A second aspect of model fit that has largely been ignored is calibration, or the ability of the predicted risk to accurately reflect the true risk. In fact, there is a trade-off between discrimination and calibration, and it is impossible for a model to be perfect in both.(5) Calibration may, in fact, be a more important aspect of a prognostic model. Patients (and examining physicians) are interested in whether the patient has the disease given the test rather than their probability of having a positive test given whether they have the disease.(6) The predictive value, or post-test probability is thus more relevant for patient care,(7) and the ATP III uses such estimates of 10-year risk in its treatment guidelines. If such risk stratification can be made more accurate, the model is improved. In the Women?s Health Study, of women classified with at least 5% 10-year risk using Framingham covariables alone, more than 20% were more accurately re-classified into new risk strata when CRP was included in the model.4 Clinically this suggests that measuring CRP may be warranted, at least among those at intermediate risk, and that this could alter treatment decisions. Statistically, including CRP in risk prediction could lead to more accurate risk classification, despite little change in the c-statistic. When the goal of a predictive model is to categorize individuals into risk strata, the assessment of such models should be based on how well they achieve this aim.
- Gail MH, Pfeiffer RM. On criteria for evaluating models of absolute risk. Biostat. 2005;6:227-239.
- Brenner H, Gefeller O. Variation of sensitivity, specificity, likelihood ratios and predictive values with disease prevalence. Stat Med. 1997;16:981-991.
- Harrell FE, Jr., Lee KL, Mark DB. Multivariable prognostic models: Issues in developing models, evaluating assumptions and adequacy, and measuring and reducing errors. Stat Med. 1996;15:361-387.

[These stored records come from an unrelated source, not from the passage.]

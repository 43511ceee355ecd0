use trailhead_core::Difficulty;

/// Difficulty → fill color. A presentation parameter, not a layout
/// invariant; defaults are the reference dashboard's palette.
#[derive(Debug, Clone, PartialEq, Eq)]
pub struct DifficultyPalette {
    pub beginner: String,
    pub intermediate: String,
    pub advanced: String,
    /// Used for unknown/other difficulties.
    pub fallback: String,
}

impl Default for DifficultyPalette {
    fn default() -> Self {
        Self {
            beginner: "#10b981".to_string(),
            intermediate: "#f59e0b".to_string(),
            advanced: "#ef4444".to_string(),
            fallback: "#6b7280".to_string(),
        }
    }
}

impl DifficultyPalette {
    pub fn color_for(&self, difficulty: Difficulty) -> &str {
        match difficulty {
            Difficulty::Beginner => &self.beginner,
            Difficulty::Intermediate => &self.intermediate,
            Difficulty::Advanced => &self.advanced,
            Difficulty::Unknown => &self.fallback,
        }
    }
}
use serde_json::json;
use trailhead_core::{PrereqGraph, TopicId};
use trailhead_render::projection::{
    DisplayMode, GraphProjection, ProjectionConfig, ViewProfile, project, project_list,
    project_visual, truncate_label,
};
use trailhead_render::{LayoutOptions, layout_graph};

fn graph(value: serde_json::Value) -> PrereqGraph {
    PrereqGraph::from_json(&value).unwrap()
}

fn scenario_a() -> PrereqGraph {
    graph(json!({
        "nodes": [
            {"id": 1, "title": "Arrays", "difficulty": "beginner", "estimatedHours": 3},
            {"id": 2, "title": "Recursion", "difficulty": "intermediate", "estimatedHours": 5},
            {"id": 3, "title": "DP", "difficulty": "advanced", "estimatedHours": 12},
        ],
        "edges": [
            {"from": 1, "to": 3},
            {"from": 2, "to": 3},
        ],
    }))
}

#[test]
fn list_mode_reports_direct_prerequisites() {
    let view = project_list(&scenario_a());

    assert_eq!(view.entries.len(), 3);
    assert!(view.entries[0].prerequisites.is_empty());
    assert!(view.entries[1].prerequisites.is_empty());
    assert_eq!(view.entries[2].prerequisites, ["Arrays", "Recursion"]);
}

#[test]
fn list_mode_dedupes_duplicate_edges() {
    let g = graph(json!({
        "nodes": [
            {"id": "a", "title": "A"},
            {"id": "b", "title": "B"},
        ],
        "edges": [
            {"from": "a", "to": "b"},
            {"from": "a", "to": "b"},
        ],
    }));

    let view = project_list(&g);
    assert_eq!(view.entries[1].prerequisites, ["A"]);
}

#[test]
fn dangling_edges_never_reach_the_projection() {
    let g = graph(json!({
        "nodes": [
            {"id": "a", "title": "A"},
            {"id": "b", "title": "B"},
        ],
        "edges": [
            {"from": "a", "to": "b"},
            {"from": "ghost", "to": "b"},
            {"from": "a", "to": "phantom"},
        ],
    }));

    let layout = layout_graph(&g, &LayoutOptions::default()).unwrap();
    let visual = project_visual(
        &g,
        &layout,
        ViewProfile::Compact,
        &ProjectionConfig::default(),
    );
    assert_eq!(visual.edges.len(), 1);

    let view = project_list(&g);
    assert_eq!(view.entries[1].prerequisites, ["A"]);
}

#[test]
fn compact_profile_truncates_and_colors_by_difficulty() {
    let g = graph(json!({
        "nodes": [
            {"id": 1, "title": "Dynamic Programming Fundamentals", "difficulty": "advanced"},
            {"id": 2, "title": "Arrays", "difficulty": "beginner"},
            {"id": 3, "title": "Something", "difficulty": "weird"},
        ],
        "edges": [],
    }));

    let layout = layout_graph(&g, &LayoutOptions::default()).unwrap();
    let visual = project_visual(
        &g,
        &layout,
        ViewProfile::Compact,
        &ProjectionConfig::default(),
    );

    assert_eq!(visual.nodes[0].title, "Dynamic Program...");
    assert_eq!(visual.nodes[0].fill, "#ef4444");
    assert_eq!(visual.nodes[1].title, "Arrays");
    assert_eq!(visual.nodes[1].fill, "#10b981");
    assert_eq!(visual.nodes[2].fill, "#6b7280");
    assert_eq!(visual.nodes[0].radius, 30.0);
    assert!(visual.nodes.iter().all(|n| n.caption.is_none()));
}

#[test]
fn detail_profile_scales_positions_and_shows_full_titles() {
    let g = scenario_a();
    let layout = layout_graph(&g, &LayoutOptions::default()).unwrap();
    let config = ProjectionConfig::default();

    let compact = project_visual(&g, &layout, ViewProfile::Compact, &config);
    let detail = project_visual(&g, &layout, ViewProfile::Detail, &config);

    assert_eq!(detail.viewport.width, 1400.0);
    assert_eq!(detail.viewport.height, 900.0);
    for (c, d) in compact.nodes.iter().zip(detail.nodes.iter()) {
        assert!((d.x - c.x * 1.5).abs() < 1e-9);
        assert!((d.y - c.y * 1.4).abs() < 1e-9);
        assert_eq!(d.radius, 40.0);
        assert!(d.caption.is_some());
    }
    assert_eq!(detail.nodes[2].caption.as_deref(), Some("advanced"));
}

#[test]
fn hours_annotation_prints_like_the_wire_value() {
    let g = graph(json!({
        "nodes": [
            {"id": 1, "title": "A", "estimatedHours": 3},
            {"id": 2, "title": "B", "estimatedHours": 1.5},
        ],
        "edges": [],
    }));

    let layout = layout_graph(&g, &LayoutOptions::default()).unwrap();
    let visual = project_visual(
        &g,
        &layout,
        ViewProfile::Compact,
        &ProjectionConfig::default(),
    );
    assert_eq!(visual.nodes[0].hours, "3h");
    assert_eq!(visual.nodes[1].hours, "1.5h");
}

#[test]
fn labels_at_the_budget_pass_through_untouched() {
    assert_eq!(truncate_label("exactly15chars!", 15, "..."), "exactly15chars!");
    assert_eq!(truncate_label("exactly16chars!!", 15, "..."), "exactly16chars!...");
    assert_eq!(truncate_label("", 15, "..."), "");
}

#[test]
fn project_dispatches_on_display_mode() {
    let g = scenario_a();
    let layout = layout_graph(&g, &LayoutOptions::default()).unwrap();
    let config = ProjectionConfig::default();

    let visual = project(&g, &layout, DisplayMode::Visual, ViewProfile::Compact, &config);
    assert!(matches!(visual, GraphProjection::Visual(_)));

    let list = project(&g, &layout, DisplayMode::List, ViewProfile::Compact, &config);
    let GraphProjection::List(view) = list else {
        panic!("expected list projection");
    };
    assert_eq!(view.entries[2].id, TopicId::from(3));
}

#[test]
fn edge_segments_connect_the_endpoint_positions() {
    let g = scenario_a();
    let layout = layout_graph(&g, &LayoutOptions::default()).unwrap();
    let visual = project_visual(
        &g,
        &layout,
        ViewProfile::Compact,
        &ProjectionConfig::default(),
    );

    for segment in &visual.edges {
        let from = layout.positions.get(&segment.from).unwrap();
        let to = layout.positions.get(&segment.to).unwrap();
        assert_eq!((segment.x1, segment.y1), (from.x, from.y));
        assert_eq!((segment.x2, segment.y2), (to.x, to.y));
    }
}
use crate::error::{ClientError, Result};
use crate::model::Roadmap;
use serde::Serialize;
use serde::de::DeserializeOwned;
use std::time::Duration;
use tracing::{debug, warn};
use trailhead_core::GraphPayload;
use url::Url;

/// The reference dashboard configured no timeout at all, so a stalled call
/// left its view loading forever. Every client built here carries one.
pub const DEFAULT_TIMEOUT: Duration = Duration::from_secs(30);

const STATUS_SNIPPET_CHARS: usize = 200;

/// Body for `POST /roadmaps/generate`.
#[derive(Debug, Clone, Default, Serialize)]
#[serde(rename_all = "camelCase")]
pub struct GenerateRequest {
    pub goal: String,
    #[serde(skip_serializing_if = "Option::is_none")]
    pub experience_level: Option<String>,
    #[serde(skip_serializing_if = "Option::is_none")]
    pub hours_per_week: Option<f64>,
}

/// Bearer-token client for the roadmap API. The token is an opaque string
/// supplied by the surrounding authentication context.
///
/// Dropping an in-flight future cancels the underlying request, so a caller
/// that navigates away can simply stop polling instead of ignoring a late
/// response.
#[derive(Debug, Clone)]
pub struct RoadmapClient {
    http: reqwest::Client,
    base_url: Url,
    token: String,
}

impl RoadmapClient {
    pub fn new(base_url: &str, token: impl Into<String>) -> Result<Self> {
        Self::with_timeout(base_url, token, DEFAULT_TIMEOUT)
    }

    pub fn with_timeout(base_url: &str, token: impl Into<String>, timeout: Duration) -> Result<Self> {
        let base_url = Url::parse(base_url)?;
        let http = reqwest::Client::builder().timeout(timeout).build()?;
        Ok(Self {
            http,
            base_url,
            token: token.into(),
        })
    }

    /// `GET /roadmaps`
    pub async fn list_roadmaps(&self) -> Result<Vec<Roadmap>> {
        let url = self.endpoint(&["roadmaps"])?;
        self.get_json(url).await
    }

    /// `POST /roadmaps/generate`. Unlike the read paths, failures here are
    /// meant to reach the user (retry/cancel), so no lenient wrapper exists.
    pub async fn generate_roadmap(&self, request: &GenerateRequest) -> Result<Roadmap> {
        let url = self.endpoint(&["roadmaps", "generate"])?;
        debug!(%url, goal = %request.goal, "generating roadmap");
        let response = self
            .http
            .post(url)
            .bearer_auth(&self.token)
            .json(request)
            .send()
            .await?;
        Self::decode(response).await
    }

    /// `PATCH /roadmaps/{id}/tasks/{index}`. Returns the updated roadmap;
    /// callers apply local state only after this succeeds, so there is
    /// nothing to roll back on failure.
    pub async fn set_task_completed(
        &self,
        roadmap_id: &str,
        task_index: usize,
        completed: bool,
    ) -> Result<Roadmap> {
        let index = task_index.to_string();
        let url = self.endpoint(&["roadmaps", roadmap_id, "tasks", &index])?;
        debug!(%url, completed, "updating task");
        let body = serde_json::json!({ "completed": completed });
        let response = self
            .http
            .patch(url)
            .bearer_auth(&self.token)
            .json(&body)
            .send()
            .await?;
        Self::decode(response).await
    }

    /// `GET /roadmaps/{id}/prerequisite-graph`
    pub async fn prerequisite_graph(&self, roadmap_id: &str) -> Result<GraphPayload> {
        let url = self.endpoint(&["roadmaps", roadmap_id, "prerequisite-graph"])?;
        self.get_json(url).await
    }

    /// Documented "silent empty state" policy: a failed list fetch is logged
    /// and the view shows an empty list.
    pub async fn list_roadmaps_or_empty(&self) -> Vec<Roadmap> {
        match self.list_roadmaps().await {
            Ok(roadmaps) => roadmaps,
            Err(err) => {
                warn!(error = %err, "roadmap list fetch failed; showing empty list");
                Vec::new()
            }
        }
    }

    /// Documented "silent empty state" policy for the graph view.
    pub async fn prerequisite_graph_or_none(&self, roadmap_id: &str) -> Option<GraphPayload> {
        match self.prerequisite_graph(roadmap_id).await {
            Ok(payload) => Some(payload),
            Err(err) => {
                warn!(roadmap_id, error = %err, "prerequisite graph fetch failed");
                None
            }
        }
    }

    fn endpoint(&self, segments: &[&str]) -> Result<Url> {
        let mut url = self.base_url.clone();
        {
            let mut parts = url
                .path_segments_mut()
                .map_err(|()| ClientError::BaseUrlNotHierarchical)?;
            parts.pop_if_empty();
            for segment in segments {
                parts.push(segment);
            }
        }
        Ok(url)
    }

    async fn get_json<T: DeserializeOwned>(&self, url: Url) -> Result<T> {
        debug!(%url, "fetching");
        let response = self.http.get(url).bearer_auth(&self.token).send().await?;
        Self::decode(response).await
    }

    async fn decode<T: DeserializeOwned>(response: reqwest::Response) -> Result<T> {
        let status = response.status();
        let body = response.text().await?;
        if !status.is_success() {
            return Err(ClientError::Status {
                status,
                snippet: body.chars().take(STATUS_SNIPPET_CHARS).collect(),
            });
        }
        Ok(serde_json::from_str(&body)?)
    }
}
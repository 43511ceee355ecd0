pub type Result<T> = std::result::Result<T, Error>;

#[derive(Debug, thiserror::Error)]
pub enum Error {
    #[error(transparent)]
    Json(#[from] serde_json::Error),

    #[error("edge references unknown topic id: {id}")]
    DanglingEdge { id: String },
}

- Cook NR, Buring JE, Ridker PM. The effect of including C-reactive protein in cardiovascular risk prediction models for women. Ann Intern Med. 2006;145:21-29.
- Diamond GA. What price perfection? Calibration and discrimination of clinical prediction models. J Clin Epidemiol. 1992;45:85-89.
- Moons KGM, Harrell FE. Sensitivity and specificity should be de-emphasized in diagnostic accuracy studies. Acad Radiol. 2003;10:670-672.
- Guggenmoos-Holzmann I, van Houwelingen HC. The (in)validity of sensitivity and specificity. Stat Med. 2000;19:1783-1792.